» About this task
In the records below, tally the lines that contain the word "serverInfo" and give only that number.
--- Extracted material Enclosed Below ---
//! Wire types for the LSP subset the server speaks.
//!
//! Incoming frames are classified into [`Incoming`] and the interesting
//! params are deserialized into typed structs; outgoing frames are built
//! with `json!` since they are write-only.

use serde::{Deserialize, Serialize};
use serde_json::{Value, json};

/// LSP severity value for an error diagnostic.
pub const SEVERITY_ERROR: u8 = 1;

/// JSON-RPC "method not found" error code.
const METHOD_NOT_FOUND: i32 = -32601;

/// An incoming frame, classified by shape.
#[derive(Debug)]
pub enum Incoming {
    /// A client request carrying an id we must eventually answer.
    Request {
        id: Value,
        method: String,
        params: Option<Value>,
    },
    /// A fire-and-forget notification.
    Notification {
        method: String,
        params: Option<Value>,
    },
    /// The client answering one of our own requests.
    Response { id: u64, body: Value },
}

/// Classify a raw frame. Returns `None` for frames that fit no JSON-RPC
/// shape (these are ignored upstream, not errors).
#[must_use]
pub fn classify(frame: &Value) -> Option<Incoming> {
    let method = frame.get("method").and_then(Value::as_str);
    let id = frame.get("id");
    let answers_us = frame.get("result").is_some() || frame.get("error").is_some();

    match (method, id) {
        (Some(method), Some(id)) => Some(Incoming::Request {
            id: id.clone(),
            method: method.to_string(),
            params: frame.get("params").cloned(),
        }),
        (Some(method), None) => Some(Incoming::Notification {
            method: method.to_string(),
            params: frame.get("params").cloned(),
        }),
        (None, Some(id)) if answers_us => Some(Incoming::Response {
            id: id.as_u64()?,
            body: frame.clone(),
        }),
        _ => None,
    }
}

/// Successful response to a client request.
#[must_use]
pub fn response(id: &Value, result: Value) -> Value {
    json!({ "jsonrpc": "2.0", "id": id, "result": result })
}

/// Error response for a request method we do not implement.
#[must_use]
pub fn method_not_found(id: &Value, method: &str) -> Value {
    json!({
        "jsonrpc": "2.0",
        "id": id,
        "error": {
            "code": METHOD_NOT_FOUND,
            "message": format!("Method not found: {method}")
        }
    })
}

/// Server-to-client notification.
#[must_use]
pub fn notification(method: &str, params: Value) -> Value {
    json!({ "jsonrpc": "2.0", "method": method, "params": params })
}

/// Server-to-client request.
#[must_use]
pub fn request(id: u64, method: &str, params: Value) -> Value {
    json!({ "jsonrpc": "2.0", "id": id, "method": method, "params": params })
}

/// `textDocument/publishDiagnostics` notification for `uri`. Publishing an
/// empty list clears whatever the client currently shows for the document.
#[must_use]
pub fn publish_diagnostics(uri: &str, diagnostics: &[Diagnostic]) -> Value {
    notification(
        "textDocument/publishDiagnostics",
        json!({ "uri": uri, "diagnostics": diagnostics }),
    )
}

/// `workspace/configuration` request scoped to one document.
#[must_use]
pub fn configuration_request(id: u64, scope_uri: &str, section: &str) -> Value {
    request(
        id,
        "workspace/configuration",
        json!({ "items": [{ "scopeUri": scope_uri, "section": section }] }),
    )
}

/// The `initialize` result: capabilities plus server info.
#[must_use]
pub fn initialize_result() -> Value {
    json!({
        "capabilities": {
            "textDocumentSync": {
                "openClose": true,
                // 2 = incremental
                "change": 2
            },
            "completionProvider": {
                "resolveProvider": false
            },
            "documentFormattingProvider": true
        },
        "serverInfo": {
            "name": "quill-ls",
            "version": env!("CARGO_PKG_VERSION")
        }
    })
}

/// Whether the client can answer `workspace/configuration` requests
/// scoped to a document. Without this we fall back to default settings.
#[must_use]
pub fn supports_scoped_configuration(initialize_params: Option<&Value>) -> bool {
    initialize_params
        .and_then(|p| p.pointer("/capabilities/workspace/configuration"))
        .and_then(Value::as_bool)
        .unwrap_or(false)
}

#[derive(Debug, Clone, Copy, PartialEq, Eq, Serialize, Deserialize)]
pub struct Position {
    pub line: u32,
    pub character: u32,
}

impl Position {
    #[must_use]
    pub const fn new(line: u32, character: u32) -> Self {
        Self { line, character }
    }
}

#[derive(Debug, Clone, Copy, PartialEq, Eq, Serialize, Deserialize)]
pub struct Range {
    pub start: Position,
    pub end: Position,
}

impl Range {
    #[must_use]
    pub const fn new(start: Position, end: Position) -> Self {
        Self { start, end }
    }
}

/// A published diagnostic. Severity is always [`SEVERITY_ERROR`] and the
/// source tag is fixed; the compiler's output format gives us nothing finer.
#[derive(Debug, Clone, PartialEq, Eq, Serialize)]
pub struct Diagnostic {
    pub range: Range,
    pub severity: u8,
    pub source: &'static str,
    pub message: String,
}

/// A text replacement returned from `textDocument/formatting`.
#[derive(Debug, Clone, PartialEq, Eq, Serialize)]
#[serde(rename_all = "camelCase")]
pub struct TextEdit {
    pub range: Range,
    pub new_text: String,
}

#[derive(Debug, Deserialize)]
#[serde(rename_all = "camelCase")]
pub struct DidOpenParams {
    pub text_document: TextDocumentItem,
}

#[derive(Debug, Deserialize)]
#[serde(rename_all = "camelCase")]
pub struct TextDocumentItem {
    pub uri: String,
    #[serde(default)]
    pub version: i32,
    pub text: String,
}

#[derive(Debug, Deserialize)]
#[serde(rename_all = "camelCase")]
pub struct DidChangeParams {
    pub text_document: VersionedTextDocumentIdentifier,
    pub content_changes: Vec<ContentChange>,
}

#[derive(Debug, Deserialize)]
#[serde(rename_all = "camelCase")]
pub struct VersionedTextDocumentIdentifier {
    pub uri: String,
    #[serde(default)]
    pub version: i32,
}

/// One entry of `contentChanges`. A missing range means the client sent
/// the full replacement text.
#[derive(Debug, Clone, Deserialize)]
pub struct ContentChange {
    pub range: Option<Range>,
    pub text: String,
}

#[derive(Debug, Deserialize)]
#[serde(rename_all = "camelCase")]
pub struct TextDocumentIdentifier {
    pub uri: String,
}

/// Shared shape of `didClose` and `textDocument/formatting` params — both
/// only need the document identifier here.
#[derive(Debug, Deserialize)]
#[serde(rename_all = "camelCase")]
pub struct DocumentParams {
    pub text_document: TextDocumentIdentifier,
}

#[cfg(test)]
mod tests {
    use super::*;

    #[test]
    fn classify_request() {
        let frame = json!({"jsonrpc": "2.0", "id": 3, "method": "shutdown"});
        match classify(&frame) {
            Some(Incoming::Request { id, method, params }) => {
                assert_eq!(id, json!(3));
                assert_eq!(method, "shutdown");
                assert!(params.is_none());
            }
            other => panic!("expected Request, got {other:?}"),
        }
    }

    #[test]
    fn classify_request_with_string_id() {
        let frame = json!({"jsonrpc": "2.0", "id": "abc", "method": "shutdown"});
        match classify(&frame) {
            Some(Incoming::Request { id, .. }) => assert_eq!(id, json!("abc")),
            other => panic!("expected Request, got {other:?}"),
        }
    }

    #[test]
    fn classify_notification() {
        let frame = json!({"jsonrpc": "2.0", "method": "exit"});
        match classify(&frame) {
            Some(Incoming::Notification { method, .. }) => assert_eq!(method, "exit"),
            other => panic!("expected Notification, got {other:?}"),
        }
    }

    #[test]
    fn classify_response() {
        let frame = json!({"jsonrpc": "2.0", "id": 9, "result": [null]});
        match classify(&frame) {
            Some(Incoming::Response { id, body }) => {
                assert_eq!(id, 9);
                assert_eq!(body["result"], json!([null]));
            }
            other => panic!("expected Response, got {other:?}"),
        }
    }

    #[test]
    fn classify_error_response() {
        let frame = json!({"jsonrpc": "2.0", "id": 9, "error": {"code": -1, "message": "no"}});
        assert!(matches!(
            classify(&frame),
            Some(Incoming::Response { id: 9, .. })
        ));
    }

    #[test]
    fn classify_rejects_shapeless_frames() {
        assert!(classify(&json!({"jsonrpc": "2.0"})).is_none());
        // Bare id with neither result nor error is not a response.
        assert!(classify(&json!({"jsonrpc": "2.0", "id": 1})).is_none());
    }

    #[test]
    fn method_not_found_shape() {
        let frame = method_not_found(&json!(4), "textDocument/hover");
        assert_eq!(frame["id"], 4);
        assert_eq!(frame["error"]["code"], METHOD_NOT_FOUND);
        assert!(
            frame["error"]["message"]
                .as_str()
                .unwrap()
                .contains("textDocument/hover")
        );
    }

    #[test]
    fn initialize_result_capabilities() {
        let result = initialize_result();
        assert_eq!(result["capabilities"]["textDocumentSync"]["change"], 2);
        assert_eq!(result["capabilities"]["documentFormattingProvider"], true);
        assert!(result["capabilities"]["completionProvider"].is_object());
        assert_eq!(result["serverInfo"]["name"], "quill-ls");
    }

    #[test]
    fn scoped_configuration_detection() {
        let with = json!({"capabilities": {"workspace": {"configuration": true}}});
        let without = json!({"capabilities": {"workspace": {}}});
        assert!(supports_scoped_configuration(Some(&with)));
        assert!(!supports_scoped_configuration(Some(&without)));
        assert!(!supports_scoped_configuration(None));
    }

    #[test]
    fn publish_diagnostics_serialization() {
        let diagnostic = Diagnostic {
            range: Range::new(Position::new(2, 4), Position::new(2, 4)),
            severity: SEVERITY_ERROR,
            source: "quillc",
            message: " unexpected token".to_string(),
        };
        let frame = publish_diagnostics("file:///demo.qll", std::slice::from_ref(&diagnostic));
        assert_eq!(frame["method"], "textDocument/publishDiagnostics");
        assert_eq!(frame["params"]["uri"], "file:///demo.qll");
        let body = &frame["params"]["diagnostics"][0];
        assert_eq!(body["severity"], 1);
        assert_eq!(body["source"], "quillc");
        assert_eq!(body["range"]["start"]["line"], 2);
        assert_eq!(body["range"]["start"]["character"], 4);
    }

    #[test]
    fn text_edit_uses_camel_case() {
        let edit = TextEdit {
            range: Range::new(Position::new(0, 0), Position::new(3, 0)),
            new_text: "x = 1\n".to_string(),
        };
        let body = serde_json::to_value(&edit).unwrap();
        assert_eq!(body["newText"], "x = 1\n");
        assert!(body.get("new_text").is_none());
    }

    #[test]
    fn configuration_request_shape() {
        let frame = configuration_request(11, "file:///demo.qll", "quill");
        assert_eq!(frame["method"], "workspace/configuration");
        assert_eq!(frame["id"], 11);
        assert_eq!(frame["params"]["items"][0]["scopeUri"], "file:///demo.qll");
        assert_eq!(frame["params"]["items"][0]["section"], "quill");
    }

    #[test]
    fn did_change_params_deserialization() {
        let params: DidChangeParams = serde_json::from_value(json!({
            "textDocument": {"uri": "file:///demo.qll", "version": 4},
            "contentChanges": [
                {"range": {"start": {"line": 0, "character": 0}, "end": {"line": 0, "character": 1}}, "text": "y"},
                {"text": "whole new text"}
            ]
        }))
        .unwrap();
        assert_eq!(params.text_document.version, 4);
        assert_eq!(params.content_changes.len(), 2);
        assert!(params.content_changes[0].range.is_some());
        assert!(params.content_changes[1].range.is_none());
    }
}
--- End of Enclosed Extracted material ---
» Response below
2